▸ **Excerpted records**:
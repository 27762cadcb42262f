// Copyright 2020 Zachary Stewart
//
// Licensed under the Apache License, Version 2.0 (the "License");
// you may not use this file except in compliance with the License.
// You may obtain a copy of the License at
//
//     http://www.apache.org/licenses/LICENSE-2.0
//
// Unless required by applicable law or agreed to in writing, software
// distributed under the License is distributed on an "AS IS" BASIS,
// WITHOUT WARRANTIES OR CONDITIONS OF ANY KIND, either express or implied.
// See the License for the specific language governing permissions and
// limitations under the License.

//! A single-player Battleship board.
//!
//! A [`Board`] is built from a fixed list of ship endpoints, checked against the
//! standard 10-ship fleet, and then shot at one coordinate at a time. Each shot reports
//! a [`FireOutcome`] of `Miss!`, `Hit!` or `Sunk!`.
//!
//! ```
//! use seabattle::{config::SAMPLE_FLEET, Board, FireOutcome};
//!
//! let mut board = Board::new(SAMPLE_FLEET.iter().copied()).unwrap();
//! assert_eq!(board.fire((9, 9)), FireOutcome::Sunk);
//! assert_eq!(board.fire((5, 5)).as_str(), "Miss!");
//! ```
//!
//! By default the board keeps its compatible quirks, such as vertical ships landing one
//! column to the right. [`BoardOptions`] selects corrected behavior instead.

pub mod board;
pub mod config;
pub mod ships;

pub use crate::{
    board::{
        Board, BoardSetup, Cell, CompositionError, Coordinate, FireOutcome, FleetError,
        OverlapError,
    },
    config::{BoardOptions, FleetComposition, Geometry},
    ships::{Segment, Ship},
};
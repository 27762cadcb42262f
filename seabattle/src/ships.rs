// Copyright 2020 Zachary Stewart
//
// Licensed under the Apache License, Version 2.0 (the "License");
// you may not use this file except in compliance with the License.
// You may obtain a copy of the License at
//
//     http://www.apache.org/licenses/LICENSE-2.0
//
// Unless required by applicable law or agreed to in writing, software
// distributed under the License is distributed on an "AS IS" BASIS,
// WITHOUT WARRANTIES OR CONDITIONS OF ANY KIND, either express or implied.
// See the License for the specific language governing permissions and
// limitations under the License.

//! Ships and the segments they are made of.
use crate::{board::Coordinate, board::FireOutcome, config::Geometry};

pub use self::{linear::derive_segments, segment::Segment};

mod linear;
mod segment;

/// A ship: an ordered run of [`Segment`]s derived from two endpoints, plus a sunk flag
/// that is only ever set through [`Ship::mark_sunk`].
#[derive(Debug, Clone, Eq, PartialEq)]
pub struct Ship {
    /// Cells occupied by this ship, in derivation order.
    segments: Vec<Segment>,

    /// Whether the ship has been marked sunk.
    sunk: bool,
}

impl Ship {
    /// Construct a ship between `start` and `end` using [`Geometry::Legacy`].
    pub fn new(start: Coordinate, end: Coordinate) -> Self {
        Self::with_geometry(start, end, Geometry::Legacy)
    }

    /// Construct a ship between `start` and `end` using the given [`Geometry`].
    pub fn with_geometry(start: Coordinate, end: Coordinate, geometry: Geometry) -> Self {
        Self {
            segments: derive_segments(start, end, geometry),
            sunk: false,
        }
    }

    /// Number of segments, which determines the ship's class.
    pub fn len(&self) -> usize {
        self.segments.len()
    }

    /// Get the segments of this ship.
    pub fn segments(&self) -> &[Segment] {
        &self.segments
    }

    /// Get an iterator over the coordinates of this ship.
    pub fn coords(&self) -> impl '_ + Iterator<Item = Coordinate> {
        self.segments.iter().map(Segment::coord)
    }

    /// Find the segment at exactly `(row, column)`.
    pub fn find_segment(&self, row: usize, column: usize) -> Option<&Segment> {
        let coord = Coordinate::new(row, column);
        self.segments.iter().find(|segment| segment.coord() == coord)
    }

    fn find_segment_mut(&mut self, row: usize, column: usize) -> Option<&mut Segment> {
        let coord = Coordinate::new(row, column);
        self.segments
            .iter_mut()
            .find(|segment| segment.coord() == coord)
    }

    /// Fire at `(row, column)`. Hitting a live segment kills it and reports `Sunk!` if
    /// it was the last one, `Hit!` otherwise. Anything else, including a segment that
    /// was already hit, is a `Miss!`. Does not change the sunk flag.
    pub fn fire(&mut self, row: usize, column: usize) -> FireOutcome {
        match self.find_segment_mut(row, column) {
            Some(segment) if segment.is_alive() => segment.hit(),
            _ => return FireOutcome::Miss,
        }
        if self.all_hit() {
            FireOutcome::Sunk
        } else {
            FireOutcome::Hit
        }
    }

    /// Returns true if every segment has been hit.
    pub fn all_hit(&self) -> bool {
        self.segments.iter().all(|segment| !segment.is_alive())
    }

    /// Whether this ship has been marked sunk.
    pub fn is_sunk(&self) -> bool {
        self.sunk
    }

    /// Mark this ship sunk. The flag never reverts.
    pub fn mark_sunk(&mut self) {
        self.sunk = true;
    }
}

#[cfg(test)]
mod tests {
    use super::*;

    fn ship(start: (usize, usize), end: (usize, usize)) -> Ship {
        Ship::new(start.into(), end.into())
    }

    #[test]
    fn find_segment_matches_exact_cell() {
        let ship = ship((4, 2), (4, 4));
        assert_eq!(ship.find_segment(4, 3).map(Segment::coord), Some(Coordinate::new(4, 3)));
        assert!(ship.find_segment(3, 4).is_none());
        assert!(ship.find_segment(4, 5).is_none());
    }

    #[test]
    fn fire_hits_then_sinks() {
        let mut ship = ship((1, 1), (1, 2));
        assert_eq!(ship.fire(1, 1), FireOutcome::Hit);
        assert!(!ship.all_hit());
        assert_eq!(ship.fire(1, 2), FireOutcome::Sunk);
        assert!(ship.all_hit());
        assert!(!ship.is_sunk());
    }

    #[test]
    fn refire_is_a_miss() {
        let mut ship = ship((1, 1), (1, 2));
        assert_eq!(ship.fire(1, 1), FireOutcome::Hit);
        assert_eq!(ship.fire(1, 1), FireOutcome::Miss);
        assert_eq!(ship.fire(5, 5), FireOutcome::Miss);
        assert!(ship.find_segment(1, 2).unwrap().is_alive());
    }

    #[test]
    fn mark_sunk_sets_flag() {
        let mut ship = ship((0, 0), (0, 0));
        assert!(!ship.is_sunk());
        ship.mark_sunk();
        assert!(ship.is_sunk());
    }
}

▸ **Prompt**:
Copy out the lines above with "marked" in them.

▸ **Written answer**:
    /// Whether the ship has been marked sunk.
    /// Whether this ship has been marked sunk.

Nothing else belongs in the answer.